A los pocos minutos se oyó el rumor de un caballo que se alejaba al galope. La hermosa, con una radiante expresión de orgullo satisfecho, que coloreó sus mejillas, prestó atento oído a aquel rumor, que se debilitaba, que se perdía, que se desvaneció por último.
Las viejas, en tanto, continuaban en sus cuentos de ánimas aparecidas; el aire zumbaba en los vidrios del balcón, y las campanas de la ciudad doblaban a lo lejos.
- III -
Había pasado una hora, dos, tres; la media roche estaba a punto de sonar, y Beatriz se retiró a su oratorio. Alonso no volvía, no volvía, cuando en menos de una hora pudiera haberlo hecho.
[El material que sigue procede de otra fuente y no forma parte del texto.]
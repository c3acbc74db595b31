//! ratesrv - shipping rate resolution service

use anyhow::{anyhow, Context, Result};
use clap::{Parser, Subcommand};
use ratesrv::{create_app_state, create_routes, preload, Config};
use std::path::PathBuf;
use tower_http::cors::CorsLayer;
use tracing::info;

#[derive(Parser, Debug)]
#[command(author, version, about, long_about = None)]
struct Args {
    /// Path to configuration file
    #[arg(short, long, value_name = "FILE", env = "RATESRV_CONFIG")]
    config: Option<PathBuf>,

    #[command(subcommand)]
    command: Option<Commands>,
}

#[derive(Debug, Subcommand)]
enum Commands {
    /// Run the HTTP service (default)
    Serve,

    /// Validate configuration, load the sheet once and print cache metadata
    Check,
}

#[tokio::main]
async fn main() -> Result<()> {
    let args = Args::parse();

    let config = Config::load(args.config.as_deref()).context("Failed to load configuration")?;
    config.validate().context("Invalid configuration")?;

    common::logging::init_with_config(config.log_config())
        .map_err(|e| anyhow!("Failed to initialize logging: {}", e))?;

    match args.command.unwrap_or(Commands::Serve) {
        Commands::Serve => serve(config).await,
        Commands::Check => check(config).await,
    }
}

async fn serve(config: Config) -> Result<()> {
    let bind_address = config.bind_address();
    let preload_on_start = config.rates.preload_on_start;
    info!(
        "Starting {} v{}",
        config.service.name,
        env!("CARGO_PKG_VERSION")
    );

    let state = create_app_state(config)?;
    if preload_on_start {
        preload(&state).await;
    }

    let app = create_routes(state).layer(CorsLayer::permissive());

    let listener = tokio::net::TcpListener::bind(&bind_address)
        .await
        .with_context(|| format!("Failed to bind {}", bind_address))?;
    info!("Listening on http://{}", bind_address);

    axum::serve(listener, app.into_make_service())
        .with_graceful_shutdown(common::shutdown::wait_for_shutdown())
        .await
        .context("HTTP server error")?;

    info!("ratesrv stopped");
    Ok(())
}

async fn check(config: Config) -> Result<()> {
    let state = create_app_state(config)?;
    let meta = state
        .engine
        .load_from_sheet()
        .await
        .context("Failed to load shipping rates")?;

    println!("{}", serde_json::to_string_pretty(&meta)?);
    Ok(())
}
-¡Habrá tenido miedo! -exclamó la joven cerrando su libro de oraciones y encaminándose a su lecho, después de haber intentado inútilmente murmurar algunos de los rezos que la iglesia consagra en el día de Difuntos a los que ya no existen.
Después de haber apagado la lámpara y cruzado las dobles cortinas de seda, se durmió; se durmió con un sueño inquieto, ligero, nervioso.
Las doce sonaron en el reloj del Postigo. Beatriz oyó entre sueños las vibraciones de la campana, lentas, sordas, tristísimas, y entreabrió los ojos. Creía haber oído, a par de ellas, pronunciar su nombre; pero lejos, muy lejos, y por una voz apagada y doliente. El viento gemía en los vidrios de la ventana.
-Será el viento -dijo; y poniéndose la mano sobre el corazón procuró tranquilizarse. Pero su corazón latía cada vez con más violencia. Las puertas de alerce del oratorio habían crujido sobre sus goznes, con un chirrido agudo prolongado y estridente.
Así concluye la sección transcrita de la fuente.